Dass ich Theologie studiert habe, hatte eigentlich drei, für mich ganz wichtige Gründe:
1. Ich glaubte, wenn ich Pastor werde und an einer evangelischen Kirchengemeinde arbeite, kann ich vielleicht etwas dazu beitragen, dass diese Welt etwas heller und etwas menschlich wärmer wird.
Ich habe mich in meinem Studium vor allem mit der Kirchengeschichte beschäftigt.
Ich wollte wissen, warum so viele Frauen und Männer in den letzten 2.000 Jahren an die Existenz Gottes glaubten und welche Glaubenserfahrungen sie persönlich gemacht hatten.
Mich haben dabei besonders Menschen beindruckt wie Pfarrer Bodelschwingh, der sich in so wunderbarer und aufopferungsvoller Weise um die ausgegrenzten Menschen am Rande der Gesellschaft kümmerte und der seinen Glauben auch dann nicht verlor, als 1869 innerhalb von zwei Wochen (!) seine damaligen vier Kinder aufgrund einer Diphtherie-Erkrankung starben.
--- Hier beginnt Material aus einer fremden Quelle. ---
//! Decoding and device I/O for the mezcla mixing engine.
//!
//! This crate provides:
//!
//! - **Full-file decoding**: [`load_audio`] reads a whole file into planar
//!   f32 channels (WAV via hound, OGG/MP3 via symphonia)
//! - **Streaming decode**: [`AudioFileReader`] for chunked reads with seek,
//!   backing the engine's disk-streamed sources
//! - **Device output**: the [`OutputDevice`] contract with a cpal-backed
//!   implementation ([`CpalOutput`]) and an in-memory recorder
//!   ([`SinkOutput`]) for tests

mod decode;
mod device;
mod reader;

pub use decode::{DecodedAudio, load_audio};
pub use device::{CpalOutput, OutputDevice, SinkCollector, SinkOutput, StreamParams};
pub use reader::AudioFileReader;

use std::path::PathBuf;

/// Error types for decoding and device I/O.
#[derive(Debug, thiserror::Error)]
pub enum Error {
    /// The requested file does not exist.
    #[error("File not found: {0}")]
    FileNotFound(PathBuf),

    /// The file extension is not a supported audio format.
    #[error("Unsupported format: {0}")]
    UnsupportedFormat(String),

    /// WAV file read/write error.
    #[error("WAV file error: {0}")]
    Wav(#[from] hound::Error),

    /// Compressed-format decode error.
    #[error("Decode error: {0}")]
    Decode(String),

    /// Audio stream setup or runtime error.
    #[error("Audio stream error: {0}")]
    Stream(String),

    /// No audio device available on the system.
    #[error("No audio device available")]
    NoDevice,

    /// The requested audio device was not found.
    #[error("Device not found: {0}")]
    DeviceNotFound(String),

    /// Standard I/O error.
    #[error("IO error: {0}")]
    Io(#[from] std::io::Error),
}

/// Convenience result type for audio I/O operations.
pub type Result<T> = std::result::Result<T, Error>;
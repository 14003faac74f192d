//! Chunked disk-backed ring buffer for streaming sources.
//!
//! The ring holds a contiguous absolute frame range `[start, start + fill)`
//! of the underlying file. Frame `n` always lives at slot `n % capacity`,
//! so advancing the window is pure bookkeeping and never copies. Refills
//! decode synchronously on the mixer thread: whenever the frames ahead of
//! the read window drop below half the capacity, up to `capacity - fill`
//! frames are requested from the reader.
//!
//! The mixer drives the ring at block granularity: one `ensure_window`
//! call per period (plus one per mid-block loop wrap). A window outside
//! the buffered range repositions the decoder, which is how control-plane
//! seeks take effect; a seek that lands inside the buffered range costs
//! nothing, and no control call ever blocks on I/O.

use mezcla_io::AudioFileReader;

pub(crate) struct StreamBuffer {
    reader: AudioFileReader,
    left: Vec<f32>,
    right: Vec<f32>,
    capacity: usize,
    /// Absolute frame index of the oldest frame in the ring.
    start: u64,
    /// Number of valid frames from `start`.
    fill: usize,
    /// Interleaved read scratch, reused across refills.
    scratch: Vec<f32>,
    channels: usize,
    total: u64,
    eof: bool,
    failed: bool,
}

impl StreamBuffer {
    /// Wrap a reader with a ring of `capacity` frames and preroll half of it.
    pub(crate) fn new(reader: AudioFileReader, capacity: usize) -> Self {
        let channels = reader.channels().max(1);
        let total = match reader.total_frames() {
            0 => u64::MAX, // container did not report a length; rely on EOF
            n => n,
        };
        let mut buffer = Self {
            reader,
            left: vec![0.0; capacity],
            right: vec![0.0; capacity],
            capacity,
            start: 0,
            fill: 0,
            scratch: Vec::new(),
            channels,
            total,
            eof: false,
            failed: false,
        };
        buffer.refill(capacity / 2);
        buffer
    }

    /// Total frames in the stream (`u64::MAX` when the container does not
    /// report a length).
    pub(crate) fn total_frames(&self) -> u64 {
        self.total
    }

    #[inline]
    fn slot(&self, frame: u64) -> usize {
        (frame % self.capacity as u64) as usize
    }

    fn reposition(&mut self, frame: u64) {
        if let Err(e) = self.reader.seek(frame) {
            tracing::warn!(error = %e, frame, "stream seek failed");
            self.failed = true;
            return;
        }
        self.start = frame;
        self.fill = 0;
        self.eof = false;
    }

    fn refill(&mut self, target_fill: usize) {
        let target_fill = target_fill.min(self.capacity);
        while self.fill < target_fill && !self.eof && !self.failed {
            let want = self.capacity - self.fill;
            self.scratch.clear();
            match self.reader.read(want, &mut self.scratch) {
                Ok(0) => self.eof = true,
                Ok(frames) => {
                    for i in 0..frames {
                        let slot = self.slot(self.start + self.fill as u64 + i as u64);
                        let base = i * self.channels;
                        self.left[slot] = self.scratch[base];
                        // Mono duplicates; extra channels beyond two are dropped.
                        self.right[slot] = self.scratch[base + usize::from(self.channels > 1)];
                    }
                    self.fill += frames;
                    tracing::debug!(frames, fill = self.fill, "stream refill");
                }
                Err(e) => {
                    tracing::warn!(error = %e, "stream decode failed");
                    self.failed = true;
                }
            }
        }
    }

    /// Make `[window_start, window_start + frames)` (clipped to the file)
    /// available in the ring. Returns `false` once the stream has failed.
    pub(crate) fn ensure_window(&mut self, window_start: u64, frames: usize) -> bool {
        if self.failed {
            return false;
        }

        // A window outside the buffered range forces a single decoder
        // reposition; this covers backwards seeks, forward jumps, and
        // loop wraps alike.
        if window_start < self.start || window_start > self.start + self.fill as u64 {
            self.reposition(window_start);
        } else if window_start > self.start {
            // Drop frames behind the window so the ring only holds lookahead.
            let drop = (window_start - self.start) as usize;
            self.fill -= drop.min(self.fill);
            self.start = window_start;
        }

        if self.fill < self.capacity / 2 || self.fill < frames {
            self.refill(self.capacity);
        }
        !self.failed
    }

    /// Whether the decoder is exhausted and `frame` lies past the last
    /// buffered frame. Only meaningful for containers without a reported
    /// length; known lengths are checked against [`total_frames`].
    ///
    /// [`total_frames`]: Self::total_frames
    pub(crate) fn end_of_stream(&self, frame: u64) -> bool {
        self.eof && frame >= self.start + self.fill as u64
    }

    /// Read one stereo frame by absolute index. Frames outside the buffered
    /// range read as silence.
    #[inline]
    pub(crate) fn frame(&self, index: u64) -> (f32, f32) {
        if index < self.start || index >= self.start + self.fill as u64 {
            return (0.0, 0.0);
        }
        let slot = self.slot(index);
        (self.left[slot], self.right[slot])
    }
}

#[cfg(test)]
mod tests {
    use super::*;
    use hound::{SampleFormat, WavSpec, WavWriter};
    use tempfile::TempDir;

    fn ramp_wav(dir: &TempDir, frames: usize) -> std::path::PathBuf {
        let path = dir.path().join("ramp.wav");
        let spec = WavSpec {
            channels: 2,
            sample_rate: 44100,
            bits_per_sample: 32,
            sample_format: SampleFormat::Float,
        };
        let mut writer = WavWriter::create(&path, spec).unwrap();
        for i in 0..frames {
            writer.write_sample(i as f32).unwrap();
            writer.write_sample(-(i as f32)).unwrap();
        }
        writer.finalize().unwrap();
        path
    }

    fn open_buffer(dir: &TempDir, frames: usize, capacity: usize) -> StreamBuffer {
        let path = ramp_wav(dir, frames);
        StreamBuffer::new(AudioFileReader::open(path).unwrap(), capacity)
    }

    #[test]
    fn preroll_makes_the_head_available() {
        let dir = TempDir::new().unwrap();
        let buffer = open_buffer(&dir, 2000, 512);
        assert_eq!(buffer.frame(0), (0.0, -0.0));
        assert_eq!(buffer.frame(200).0, 200.0);
    }

    #[test]
    fn window_slides_forward_through_the_file() {
        let dir = TempDir::new().unwrap();
        let mut buffer = open_buffer(&dir, 4000, 512);

        let mut pos = 0u64;
        while pos + 128 < 4000 {
            assert!(buffer.ensure_window(pos, 128));
            assert_eq!(buffer.frame(pos).0, pos as f32);
            assert_eq!(buffer.frame(pos + 127).0, (pos + 127) as f32);
            pos += 128;
        }
    }

    #[test]
    fn backwards_window_reseeks() {
        let dir = TempDir::new().unwrap();
        let mut buffer = open_buffer(&dir, 4000, 512);
        assert!(buffer.ensure_window(3000, 128));
        assert_eq!(buffer.frame(3000).0, 3000.0);

        assert!(buffer.ensure_window(10, 128));
        assert_eq!(buffer.frame(10).0, 10.0);
    }

    #[test]
    fn forward_jump_past_the_fill_reseeks() {
        let dir = TempDir::new().unwrap();
        let mut buffer = open_buffer(&dir, 4000, 512);
        // Preroll covers the head only; a jump far past it repositions.
        assert!(buffer.ensure_window(1500, 64));
        assert_eq!(buffer.frame(1500).0, 1500.0);
        assert_eq!(buffer.frame(1563).0, 1563.0);
    }

    #[test]
    fn window_inside_the_buffered_range_keeps_the_ring() {
        let dir = TempDir::new().unwrap();
        let mut buffer = open_buffer(&dir, 4000, 512);
        assert!(buffer.ensure_window(100, 64));
        // A move that still lands inside the buffered range keeps serving
        // from the same ring; only the front bookkeeping advances.
        assert!(buffer.ensure_window(110, 64));
        assert_eq!(buffer.frame(110).0, 110.0);
        assert_eq!(buffer.frame(173).0, 173.0);
    }

    #[test]
    fn frames_outside_the_window_are_silent() {
        let dir = TempDir::new().unwrap();
        let mut buffer = open_buffer(&dir, 4000, 512);
        assert!(buffer.ensure_window(1000, 64));
        assert_eq!(buffer.frame(0), (0.0, 0.0));
    }

    #[test]
    fn reports_total_frames() {
        let dir = TempDir::new().unwrap();
        let buffer = open_buffer(&dir, 1234, 512);
        assert_eq!(buffer.total_frames(), 1234);
    }
}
Vom christlichen Glauben reden ist leicht, das hatte ich in meiner Familie im negativen Sinne gelernt, die christlichen Worte auch in barmherzige Taten umzusetzen, war anscheinend viel schwerer, wie ich den gewaltsamen Übergriffen auf mich entnahm.
Neben Bodelschwingh gab es da noch einen zweiten Mann, der mich besonders in meinem Denken prägte, das war Dietrich Bonhoeffer. Er lebte nicht nur seinen Glauben, sondern er hat ihn auch praktiziert.
Bonhoeffer bekam im Jahr 1939 einen Ruf als Professor in die USA und da er sich zu der Zeit ohnehin in den USA aufhielt, wäre es ein Leichtes für ihn gewesen, dort zu bleiben und seine eigene Person in Sicherheit zu bringen. Er aber kehrte zurück nach Deutschland, um gegen das verbrecherische Nazi-Regime zu kämpfen und bezahlte seinen Glauben mit seinem Leben.
Der dritte und entscheidende Grund, Theologie zu studieren, war für mich, dass ich in der Bibel und dort besonders im Neuen Testament viele wundervolle Gedanken fand, "dass Jesus dort einfach, klare und praktisch erfüllbare Gebote verkündete, die, falls sie befolgt würden, eine vollständig neue, wunderbare Ordnnung der menschlichen Gesellschaft herbeiführen würden" (Leo Tolstoi).Wenn mich jemand fragt, was für mich das Wichtigste als Christ ist, so antworte ich ihm:
Jeden Tag versuchen, mit den eigenen bescheidenen Mitteln die wundervollen Worte Jesu in die Praxis umzusetzen, still, fröhlich und bescheiden.
Wichtig ist es, in diesem Leben mitzuhelfen, diese Welt zu verändern und nicht die Menschen auf das Jenseits zu vertrösten.
Und wenn ich dann durch die letzte Pforte gehe, so hoffe ich, dass dort jemand auf mich wartet und mich in Liebe aufnimmt.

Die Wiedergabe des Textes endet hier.